▶ Exercise requirements: Please show all lines of the records that include "within".

▶ Supplied entries:
+++

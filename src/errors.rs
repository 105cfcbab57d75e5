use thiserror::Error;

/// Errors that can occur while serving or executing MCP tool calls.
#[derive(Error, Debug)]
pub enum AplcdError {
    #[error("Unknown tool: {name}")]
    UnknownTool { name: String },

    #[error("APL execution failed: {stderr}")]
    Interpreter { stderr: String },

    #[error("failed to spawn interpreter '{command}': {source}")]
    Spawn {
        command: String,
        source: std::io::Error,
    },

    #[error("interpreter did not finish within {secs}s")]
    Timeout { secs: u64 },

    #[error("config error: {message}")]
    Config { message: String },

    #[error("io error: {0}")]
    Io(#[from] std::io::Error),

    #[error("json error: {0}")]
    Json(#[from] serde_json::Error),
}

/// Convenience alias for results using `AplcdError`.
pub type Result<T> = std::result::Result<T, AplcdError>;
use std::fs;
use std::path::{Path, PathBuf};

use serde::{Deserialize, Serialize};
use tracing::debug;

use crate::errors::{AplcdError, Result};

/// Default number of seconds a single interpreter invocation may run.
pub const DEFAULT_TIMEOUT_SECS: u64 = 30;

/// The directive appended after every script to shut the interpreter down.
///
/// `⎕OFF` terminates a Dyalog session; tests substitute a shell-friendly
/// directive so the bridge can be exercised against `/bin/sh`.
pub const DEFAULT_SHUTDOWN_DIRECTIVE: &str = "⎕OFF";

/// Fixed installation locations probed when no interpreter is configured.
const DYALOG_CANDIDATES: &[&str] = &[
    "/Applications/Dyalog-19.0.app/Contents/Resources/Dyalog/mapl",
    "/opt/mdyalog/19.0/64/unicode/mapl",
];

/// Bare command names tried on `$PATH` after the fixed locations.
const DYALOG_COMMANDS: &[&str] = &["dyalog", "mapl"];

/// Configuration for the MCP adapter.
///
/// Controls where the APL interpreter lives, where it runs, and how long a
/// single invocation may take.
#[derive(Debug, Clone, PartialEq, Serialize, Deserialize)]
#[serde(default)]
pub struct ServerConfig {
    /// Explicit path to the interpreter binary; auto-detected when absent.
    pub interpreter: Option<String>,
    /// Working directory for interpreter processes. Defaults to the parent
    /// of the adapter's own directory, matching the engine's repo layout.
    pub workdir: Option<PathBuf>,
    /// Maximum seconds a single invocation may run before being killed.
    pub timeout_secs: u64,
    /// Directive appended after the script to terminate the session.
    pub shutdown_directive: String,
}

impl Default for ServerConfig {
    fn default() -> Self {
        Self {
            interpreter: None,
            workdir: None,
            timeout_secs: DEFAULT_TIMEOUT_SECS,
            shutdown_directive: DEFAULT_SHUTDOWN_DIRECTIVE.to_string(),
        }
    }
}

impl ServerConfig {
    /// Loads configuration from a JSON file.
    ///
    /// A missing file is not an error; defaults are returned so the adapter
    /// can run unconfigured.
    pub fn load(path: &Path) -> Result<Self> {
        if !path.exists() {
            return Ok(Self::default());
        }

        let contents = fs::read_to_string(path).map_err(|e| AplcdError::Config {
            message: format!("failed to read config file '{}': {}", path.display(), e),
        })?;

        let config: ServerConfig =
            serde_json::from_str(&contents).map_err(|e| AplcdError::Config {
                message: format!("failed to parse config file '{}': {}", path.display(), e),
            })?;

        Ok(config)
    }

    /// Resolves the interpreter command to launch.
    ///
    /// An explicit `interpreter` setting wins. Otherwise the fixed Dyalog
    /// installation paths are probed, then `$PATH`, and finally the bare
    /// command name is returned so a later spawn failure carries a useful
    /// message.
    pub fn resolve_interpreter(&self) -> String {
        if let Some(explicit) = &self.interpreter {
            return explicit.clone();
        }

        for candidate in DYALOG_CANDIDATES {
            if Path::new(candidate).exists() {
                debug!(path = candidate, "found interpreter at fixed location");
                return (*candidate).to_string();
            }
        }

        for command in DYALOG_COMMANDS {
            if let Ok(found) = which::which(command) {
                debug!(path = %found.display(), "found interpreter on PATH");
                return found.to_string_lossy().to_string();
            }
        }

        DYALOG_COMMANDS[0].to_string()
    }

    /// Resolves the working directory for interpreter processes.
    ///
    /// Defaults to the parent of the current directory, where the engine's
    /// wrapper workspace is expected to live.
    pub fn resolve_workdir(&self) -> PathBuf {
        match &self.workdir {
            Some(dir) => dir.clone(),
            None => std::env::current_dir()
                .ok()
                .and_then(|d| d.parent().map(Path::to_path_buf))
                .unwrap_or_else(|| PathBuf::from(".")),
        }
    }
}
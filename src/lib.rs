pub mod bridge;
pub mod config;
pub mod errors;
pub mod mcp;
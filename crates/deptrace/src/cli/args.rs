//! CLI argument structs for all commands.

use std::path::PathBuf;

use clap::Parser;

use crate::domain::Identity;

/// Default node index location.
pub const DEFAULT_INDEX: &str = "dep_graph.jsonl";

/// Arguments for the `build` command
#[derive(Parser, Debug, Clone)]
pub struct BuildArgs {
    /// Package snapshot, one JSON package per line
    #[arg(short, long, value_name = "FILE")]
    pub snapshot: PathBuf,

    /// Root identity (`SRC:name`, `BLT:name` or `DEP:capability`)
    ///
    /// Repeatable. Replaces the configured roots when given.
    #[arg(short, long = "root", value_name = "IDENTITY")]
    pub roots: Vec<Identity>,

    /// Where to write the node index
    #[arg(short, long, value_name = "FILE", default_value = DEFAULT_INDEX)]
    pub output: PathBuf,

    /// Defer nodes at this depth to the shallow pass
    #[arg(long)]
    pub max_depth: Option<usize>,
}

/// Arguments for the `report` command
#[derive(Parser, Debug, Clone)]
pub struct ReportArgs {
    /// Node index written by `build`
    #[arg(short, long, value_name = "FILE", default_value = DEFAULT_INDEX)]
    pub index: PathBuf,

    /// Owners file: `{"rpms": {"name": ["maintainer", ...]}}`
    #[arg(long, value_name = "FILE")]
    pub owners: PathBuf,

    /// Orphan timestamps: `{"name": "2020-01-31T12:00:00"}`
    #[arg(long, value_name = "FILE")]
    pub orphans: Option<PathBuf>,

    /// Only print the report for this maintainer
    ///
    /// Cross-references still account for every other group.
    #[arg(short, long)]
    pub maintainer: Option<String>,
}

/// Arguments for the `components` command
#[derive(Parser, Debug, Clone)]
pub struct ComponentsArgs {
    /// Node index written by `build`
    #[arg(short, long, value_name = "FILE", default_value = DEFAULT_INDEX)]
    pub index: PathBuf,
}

+++

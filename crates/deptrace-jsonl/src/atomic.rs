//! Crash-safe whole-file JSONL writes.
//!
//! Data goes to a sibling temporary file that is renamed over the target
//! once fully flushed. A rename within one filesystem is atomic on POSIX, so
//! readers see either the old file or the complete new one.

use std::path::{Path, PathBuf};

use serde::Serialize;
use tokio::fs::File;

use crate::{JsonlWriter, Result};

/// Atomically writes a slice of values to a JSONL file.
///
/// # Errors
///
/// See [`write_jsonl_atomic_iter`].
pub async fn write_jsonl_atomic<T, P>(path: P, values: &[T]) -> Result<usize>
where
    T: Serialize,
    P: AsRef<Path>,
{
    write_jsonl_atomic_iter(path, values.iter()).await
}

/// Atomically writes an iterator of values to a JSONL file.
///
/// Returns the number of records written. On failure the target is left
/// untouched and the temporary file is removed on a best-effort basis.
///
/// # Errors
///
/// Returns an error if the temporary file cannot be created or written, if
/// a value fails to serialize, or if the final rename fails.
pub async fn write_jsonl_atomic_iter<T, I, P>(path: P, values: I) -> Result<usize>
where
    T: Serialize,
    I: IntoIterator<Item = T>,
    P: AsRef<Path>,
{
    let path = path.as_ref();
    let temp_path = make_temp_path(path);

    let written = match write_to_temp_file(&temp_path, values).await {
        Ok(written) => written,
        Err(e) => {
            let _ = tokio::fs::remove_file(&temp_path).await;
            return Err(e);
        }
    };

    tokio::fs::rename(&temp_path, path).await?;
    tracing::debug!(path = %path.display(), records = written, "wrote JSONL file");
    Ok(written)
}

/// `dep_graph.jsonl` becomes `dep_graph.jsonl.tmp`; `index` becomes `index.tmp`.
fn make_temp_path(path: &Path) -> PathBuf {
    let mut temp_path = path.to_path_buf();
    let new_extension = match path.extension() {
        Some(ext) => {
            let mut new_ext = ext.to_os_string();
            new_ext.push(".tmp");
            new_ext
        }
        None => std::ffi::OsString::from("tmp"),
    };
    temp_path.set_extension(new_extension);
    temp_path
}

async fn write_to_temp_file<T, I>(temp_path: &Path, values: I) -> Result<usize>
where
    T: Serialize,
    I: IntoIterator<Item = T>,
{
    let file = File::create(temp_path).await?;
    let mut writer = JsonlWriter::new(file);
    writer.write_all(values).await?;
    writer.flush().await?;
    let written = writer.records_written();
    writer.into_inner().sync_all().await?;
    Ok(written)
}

+++

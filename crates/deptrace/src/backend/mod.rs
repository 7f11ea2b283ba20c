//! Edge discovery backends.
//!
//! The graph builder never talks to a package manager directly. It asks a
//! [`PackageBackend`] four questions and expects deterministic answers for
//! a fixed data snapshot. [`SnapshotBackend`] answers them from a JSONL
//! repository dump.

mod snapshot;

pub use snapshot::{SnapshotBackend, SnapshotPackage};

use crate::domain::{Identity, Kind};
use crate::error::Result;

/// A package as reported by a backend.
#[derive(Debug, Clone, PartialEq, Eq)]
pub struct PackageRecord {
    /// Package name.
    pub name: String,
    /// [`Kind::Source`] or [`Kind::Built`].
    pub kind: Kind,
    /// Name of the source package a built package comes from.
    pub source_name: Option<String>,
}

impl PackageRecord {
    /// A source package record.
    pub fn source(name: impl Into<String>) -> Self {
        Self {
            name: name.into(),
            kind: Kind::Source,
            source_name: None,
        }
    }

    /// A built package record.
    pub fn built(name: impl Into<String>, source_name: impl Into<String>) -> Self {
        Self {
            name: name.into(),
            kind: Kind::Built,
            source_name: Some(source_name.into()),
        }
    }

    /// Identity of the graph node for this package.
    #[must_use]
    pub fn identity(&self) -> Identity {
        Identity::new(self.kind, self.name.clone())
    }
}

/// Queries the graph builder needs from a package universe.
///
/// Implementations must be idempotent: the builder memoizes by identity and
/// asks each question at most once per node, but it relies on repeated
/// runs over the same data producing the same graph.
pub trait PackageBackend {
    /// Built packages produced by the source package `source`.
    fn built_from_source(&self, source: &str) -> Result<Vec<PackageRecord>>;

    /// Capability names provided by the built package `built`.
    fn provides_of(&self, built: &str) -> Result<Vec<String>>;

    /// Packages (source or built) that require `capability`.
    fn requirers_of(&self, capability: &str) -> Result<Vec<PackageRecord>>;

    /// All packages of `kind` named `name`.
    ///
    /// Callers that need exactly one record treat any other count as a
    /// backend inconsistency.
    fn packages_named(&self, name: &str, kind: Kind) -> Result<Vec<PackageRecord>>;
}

+++

▶ Solved exercise:
    #[error("interpreter did not finish within {secs}s")]
//! once fully flushed. A rename within one filesystem is atomic on POSIX, so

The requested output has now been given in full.